- ACTIVITY -
Set down exactly the lines of the records from the top to the line containing "the first hand"; include both.

- MATERIAL TO PROCESS -
····················
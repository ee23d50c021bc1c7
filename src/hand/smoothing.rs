//! Optional temporal smoothing of gesture results.
//!
//! [`FrameEvaluator`] classifies every frame independently, so a finger held right at the
//! extension threshold can make the reported number flicker between frames. [`ReportSmoother`]
//! can be applied to its reports to only publish a change once it has persisted for a number of
//! frames. Nothing in the classifier uses it implicitly.
//!
//! [`FrameEvaluator`]: crate::frame::FrameEvaluator

use std::collections::HashMap;

use crate::{
    filter::{Debounce, Filter},
    frame::FrameReport,
};

use super::landmark::Handedness;

#[derive(Debug)]
struct HandFilters {
    fingers: Debounce<[bool; 5]>,
    pinch: Debounce<bool>,
    open: Debounce<bool>,
}

impl HandFilters {
    fn new(frames: usize) -> Self {
        Self {
            fingers: Debounce::new(frames),
            pinch: Debounce::new(frames),
            open: Debounce::new(frames),
        }
    }
}

/// Debounces the gestures of consecutive [`FrameReport`]s.
///
/// Hands are not tracked across frames, so they are matched up by [`Handedness`]: the first hand
/// of each handedness in a report is smoothed against the previous hand with that handedness.
/// Further hands with the same handedness in the same frame are passed through unchanged. When no
/// hand of a handedness is present in a report, its history is discarded.
#[derive(Debug)]
pub struct ReportSmoother {
    frames: usize,
    hands: HashMap<Handedness, HandFilters>,
}

impl ReportSmoother {
    /// Creates a smoother that requires a gesture change to be observed in `frames` consecutive
    /// reports before publishing it.
    ///
    /// A `frames` value of 0 or 1 disables smoothing.
    pub fn new(frames: usize) -> Self {
        Self {
            frames,
            hands: HashMap::new(),
        }
    }

    pub fn is_enabled(&self) -> bool {
        self.frames > 1
    }

    /// Smooths the gestures in `report`.
    pub fn smooth(&mut self, report: FrameReport) -> FrameReport {
        if !self.is_enabled() {
            return report;
        }

        let frame_rate = report.frame_rate();
        let hands = report.into_hands();

        self.hands
            .retain(|handedness, _| hands.iter().any(|h| h.handedness() == *handedness));

        let mut seen = Vec::with_capacity(2);
        let hands = hands
            .into_iter()
            .map(|hand| {
                let handedness = hand.handedness();
                if seen.contains(&handedness) {
                    log::trace!("multiple {handedness} hands in frame, not smoothing");
                    return hand;
                }
                seen.push(handedness);

                let frames = self.frames;
                let filters = self
                    .hands
                    .entry(handedness)
                    .or_insert_with(|| HandFilters::new(frames));
                let fingers = filters.fingers.push(hand.fingers());
                let pinch = filters.pinch.push(hand.is_pinch());
                let open = filters.open.push(hand.is_open());
                hand.with_gestures(fingers, pinch, open)
            })
            .collect();

        FrameReport::new(hands, frame_rate)
    }

    /// Discards the history of all hands.
    pub fn reset(&mut self) {
        self.hands.clear();
    }
}

#[cfg(test)]
mod tests {
    use std::time::{Duration, Instant};

    use crate::{
        frame::FrameEvaluator,
        hand::landmark::{Finger, LandmarkSet},
        resolution::Resolution,
        test::HandBuilder,
    };

    use super::*;

    fn run(smoother: &mut ReportSmoother, frames: &[Vec<LandmarkSet>]) -> Vec<Vec<u8>> {
        let mut eval = FrameEvaluator::default();
        let t0 = Instant::now();
        frames
            .iter()
            .enumerate()
            .map(|(i, hands)| {
                let t = t0 + Duration::from_millis(33 * i as u64);
                let report = smoother.smooth(eval.evaluate_at(t, hands, Resolution::RES_VGA));
                report
                    .hands()
                    .iter()
                    .map(|h| h.fingers_extended())
                    .collect()
            })
            .collect()
    }

    fn two() -> LandmarkSet {
        HandBuilder::fist(Handedness::Right)
            .extend(Finger::Index)
            .extend(Finger::Middle)
            .build()
    }

    fn three() -> LandmarkSet {
        HandBuilder::fist(Handedness::Right)
            .extend(Finger::Index)
            .extend(Finger::Middle)
            .extend(Finger::Ring)
            .build()
    }

    #[test]
    fn disabled_is_passthrough() {
        let mut smoother = ReportSmoother::new(1);
        assert!(!smoother.is_enabled());
        let out = run(&mut smoother, &[vec![two()], vec![three()], vec![two()]]);
        assert_eq!(out, [vec![2u8], vec![3], vec![2]]);
    }

    #[test]
    fn suppresses_single_frame_flicker() {
        let mut smoother = ReportSmoother::new(2);
        let out = run(
            &mut smoother,
            &[
                vec![two()],
                vec![three()],
                vec![two()],
                vec![three()],
                vec![three()],
            ],
        );
        assert_eq!(out, [vec![2u8], vec![2], vec![2], vec![2], vec![3]]);
    }

    #[test]
    fn history_dropped_when_hand_disappears() {
        let mut smoother = ReportSmoother::new(3);
        let out = run(&mut smoother, &[vec![two()], vec![], vec![three()]]);
        assert_eq!(out, [vec![2u8], vec![], vec![3]]);
    }

    #[test]
    fn duplicate_handedness_passes_through() {
        let mut smoother = ReportSmoother::new(3);
        let out = run(
            &mut smoother,
            &[vec![two(), three()], vec![three(), three()]],
        );
        assert_eq!(out, [vec![2u8, 3], vec![2, 3]]);
    }
}
//! Precondition violations rejected before classification.

use thiserror::Error;

use crate::hand::landmark::NUM_LANDMARKS;

/// Reasons a detector output can't be turned into a [`LandmarkSet`].
///
/// These are integration bugs in the detector glue, not transient failures. Classification itself
/// never fails.
///
/// [`LandmarkSet`]: crate::hand::landmark::LandmarkSet
#[derive(Debug, Clone, PartialEq, Error)]
pub enum LandmarkError {
    #[error("expected {} hand landmarks, got {count}", NUM_LANDMARKS)]
    MalformedLandmarkSet { count: usize },

    #[error("unknown handedness label {0:?} (expected \"Left\" or \"Right\")")]
    UnknownHandedness(String),

    #[error("landmark {index} has a non-finite coordinate")]
    NonFiniteCoordinate { index: usize },
}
····················
- THE ANSWER -
repository ee23d50c021bc1c7
filename src/hand/smoothing.rs
//! Optional temporal smoothing of gesture results.
//!
//! [`FrameEvaluator`] classifies every frame independently, so a finger held right at the
//! extension threshold can make the reported number flicker between frames. [`ReportSmoother`]
//! can be applied to its reports to only publish a change once it has persisted for a number of
//! frames. Nothing in the classifier uses it implicitly.
//!
//! [`FrameEvaluator`]: crate::frame::FrameEvaluator

use std::collections::HashMap;

use crate::{
    filter::{Debounce, Filter},
    frame::FrameReport,
};

use super::landmark::Handedness;

#[derive(Debug)]
struct HandFilters {
    fingers: Debounce<[bool; 5]>,
    pinch: Debounce<bool>,
    open: Debounce<bool>,
}

impl HandFilters {
    fn new(frames: usize) -> Self {
        Self {
            fingers: Debounce::new(frames),
            pinch: Debounce::new(frames),
            open: Debounce::new(frames),
        }
    }
}

/// Debounces the gestures of consecutive [`FrameReport`]s.
///
/// Hands are not tracked across frames, so they are matched up by [`Handedness`]: the first hand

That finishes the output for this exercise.